Check each line of the entries below for the word "listened", then state how many lines have it and nothing more.
*** Information provided ***
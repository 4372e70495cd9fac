//! An in-memory authority for end-to-end tests.
//!
//! [`MemoryServer`] holds the authoritative tree and any number of client
//! sessions. It answers every request synchronously: replies go to the
//! session's [`SessionSink`] before [`MemoryServer::handle`] returns, in the
//! order a real authority would send them (data first, acknowledgement
//! last).
//!
//! Listens receive the full value at the listened path; clients apply
//! query constraints themselves.

use livetree_data::{node_hash, Node, Path, QueryParams};
use livetree_protocol::{
    AckBody, Action, ConnectionState, Request, RequestId, ServerError, ServerMessage, SessionSink,
};
use parking_lot::Mutex;
use std::collections::{BTreeMap, VecDeque};
use std::fmt;
use std::sync::Arc;
use tracing::{debug, trace};

/// Identifies one client session on a [`MemoryServer`].
#[derive(Debug, Clone, Copy, PartialEq, Eq, Hash, PartialOrd, Ord)]
pub struct SessionId(pub u64);

impl fmt::Display for SessionId {
    fn fmt(&self, f: &mut fmt::Formatter<'_>) -> fmt::Result {
        write!(f, "s{}", self.0)
    }
}

/// Rewrites the value at a path, simulating another writer.
type Interference = Box<dyn FnMut(&Node) -> Node + Send>;

/// A write registered to run when its session ends.
#[derive(Debug, Clone)]
enum DisconnectOp {
    Put(Node),
    Merge(BTreeMap<String, Node>),
}

#[derive(Default)]
struct Session {
    sink: Option<Arc<dyn SessionSink>>,
    connected: bool,
    held: bool,
    backlog: VecDeque<Request>,
    listens: Vec<(Path, QueryParams)>,
    on_disconnect: Vec<(Path, DisconnectOp)>,
    credential: Option<String>,
}

impl Session {
    fn listens_to(&self, path: &Path) -> bool {
        self.listens.iter().any(|(listened, _)| listened.overlaps(path))
    }
}

#[derive(Default)]
struct State {
    data: Node,
    sessions: BTreeMap<SessionId, Session>,
    next_session: u64,
    denied_reads: Vec<(Path, String)>,
    denied_writes: Vec<(Path, String)>,
    credentials: BTreeMap<String, Node>,
    interference: Option<(Path, usize, Interference)>,
    log: Vec<(SessionId, Action)>,
}

type Outbox = Vec<(Arc<dyn SessionSink>, ServerMessage)>;

impl State {
    /// Listens at or below a denied path are refused.
    fn read_denial(&self, path: &Path) -> Option<ServerError> {
        self.denied_reads
            .iter()
            .find(|(denied, _)| denied.contains(path))
            .map(|(_, message)| ServerError::permission_denied(message.clone()))
    }

    /// Writes that replace a denied node, at it or above it, are refused.
    fn write_denial(&self, path: &Path) -> Option<ServerError> {
        self.denied_writes
            .iter()
            .find(|(denied, _)| path.contains(denied))
            .map(|(_, message)| ServerError::permission_denied(message.clone()))
    }

    fn push(&self, outbox: &mut Outbox, session: SessionId, message: ServerMessage) {
        if let Some(sink) = self
            .sessions
            .get(&session)
            .filter(|s| s.connected)
            .and_then(|s| s.sink.clone())
        {
            outbox.push((sink, message));
        }
    }

    fn ack(&self, outbox: &mut Outbox, session: SessionId, id: RequestId, outcome: Result<AckBody, ServerError>) {
        self.push(outbox, session, ServerMessage::Ack { id, outcome });
    }

    /// Queues `message` for every connected session listening at or around
    /// `path`.
    fn broadcast(&self, outbox: &mut Outbox, path: &Path, message: &ServerMessage) {
        for (id, session) in &self.sessions {
            if session.connected && session.listens_to(path) {
                self.push(outbox, *id, message.clone());
            }
        }
    }

    fn put(&mut self, outbox: &mut Outbox, path: &Path, node: Node) {
        let data = std::mem::take(&mut self.data);
        self.data = data.with_path(path, node);
        let message = ServerMessage::DataUpdate {
            path: path.clone(),
            data: self.data.get(path).clone(),
        };
        self.broadcast(outbox, path, &message);
    }

    fn merge(&mut self, outbox: &mut Outbox, path: &Path, children: &BTreeMap<String, Node>) {
        let data = std::mem::take(&mut self.data);
        self.data = data.with_merge(path, children);
        let message = ServerMessage::MergeUpdate {
            path: path.clone(),
            children: children
                .keys()
                .map(|name| (name.clone(), self.data.get(path).child(name).clone()))
                .collect(),
        };
        self.broadcast(outbox, path, &message);
    }

    fn interfere(&mut self, outbox: &mut Outbox, path: &Path) {
        let Some((target, remaining, mut rewrite)) = self.interference.take() else {
            return;
        };
        if &target != path || remaining == 0 {
            self.interference = Some((target, remaining, rewrite));
            return;
        }
        let next = rewrite(self.data.get(path));
        trace!(%path, remaining, "interfering write");
        self.put(outbox, path, next);
        self.interference = Some((target, remaining - 1, rewrite));
    }

    fn handle(&mut self, outbox: &mut Outbox, session: SessionId, request: Request) {
        let Request { id, action } = request;
        self.log.push((session, action.clone()));
        match action {
            Action::Listen { path, query } => {
                if let Some(error) = self.read_denial(&path) {
                    self.ack(outbox, session, id, Err(error));
                    return;
                }
                if let Some(state) = self.sessions.get_mut(&session) {
                    state.listens.push((path.clone(), query));
                }
                let data = self.data.get(&path).clone();
                self.push(outbox, session, ServerMessage::DataUpdate { path, data });
                self.ack(outbox, session, id, Ok(AckBody::Done));
            }
            Action::Unlisten { path, query } => {
                if let Some(state) = self.sessions.get_mut(&session) {
                    if let Some(index) = state
                        .listens
                        .iter()
                        .position(|(p, q)| p == &path && q == &query)
                    {
                        state.listens.remove(index);
                    }
                }
                self.ack(outbox, session, id, Ok(AckBody::Done));
            }
            Action::Put { path, data } => {
                if let Some(error) = self.write_denial(&path) {
                    self.ack(outbox, session, id, Err(error));
                    return;
                }
                self.put(outbox, &path, data);
                self.ack(outbox, session, id, Ok(AckBody::Done));
            }
            Action::Merge { path, children } => {
                let denied = children
                    .keys()
                    .find_map(|name| self.write_denial(&path.child_key(name)));
                if let Some(error) = denied {
                    self.ack(outbox, session, id, Err(error));
                    return;
                }
                self.merge(outbox, &path, &children);
                self.ack(outbox, session, id, Ok(AckBody::Done));
            }
            Action::SetPriority { path, priority } => {
                if let Some(error) = self.write_denial(&path) {
                    self.ack(outbox, session, id, Err(error));
                    return;
                }
                let node = self.data.get(&path).clone().with_priority(priority);
                self.put(outbox, &path, node);
                self.ack(outbox, session, id, Ok(AckBody::Done));
            }
            Action::CompareAndPut {
                path,
                data,
                expected_hash,
            } => {
                if let Some(error) = self.write_denial(&path) {
                    self.ack(outbox, session, id, Err(error));
                    return;
                }
                self.interfere(outbox, &path);
                if node_hash(self.data.get(&path)) != expected_hash {
                    let current = self.data.get(&path).clone();
                    self.push(
                        outbox,
                        session,
                        ServerMessage::DataUpdate {
                            path,
                            data: current,
                        },
                    );
                    self.ack(outbox, session, id, Err(ServerError::DataStale));
                    return;
                }
                self.put(outbox, &path, data);
                self.ack(outbox, session, id, Ok(AckBody::Done));
            }
            Action::OnDisconnectPut { path, data } => {
                self.register_disconnect(outbox, session, id, path, DisconnectOp::Put(data));
            }
            Action::OnDisconnectMerge { path, children } => {
                self.register_disconnect(outbox, session, id, path, DisconnectOp::Merge(children));
            }
            Action::OnDisconnectCancel { path } => {
                if let Some(state) = self.sessions.get_mut(&session) {
                    state.on_disconnect.retain(|(registered, _)| !path.contains(registered));
                }
                self.ack(outbox, session, id, Ok(AckBody::Done));
            }
            Action::Auth { credential } => match self.credentials.get(&credential).cloned() {
                Some(data) => {
                    if let Some(state) = self.sessions.get_mut(&session) {
                        state.credential = Some(credential);
                    }
                    self.ack(outbox, session, id, Ok(AckBody::Auth { data }));
                }
                None => {
                    let error = ServerError::permission_denied("invalid credential");
                    self.ack(outbox, session, id, Err(error));
                }
            },
            Action::Unauth => {
                if let Some(state) = self.sessions.get_mut(&session) {
                    state.credential = None;
                }
                self.ack(outbox, session, id, Ok(AckBody::Done));
            }
        }
    }

    fn register_disconnect(
        &mut self,
        outbox: &mut Outbox,
        session: SessionId,
        id: RequestId,
        path: Path,
        op: DisconnectOp,
    ) {
        if let Some(error) = self.write_denial(&path) {
            self.ack(outbox, session, id, Err(error));
            return;
        }
        if let Some(state) = self.sessions.get_mut(&session) {
            state.on_disconnect.push((path, op));
        }
        self.ack(outbox, session, id, Ok(AckBody::Done));
    }
}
***
→ **Answer to the exercise**
2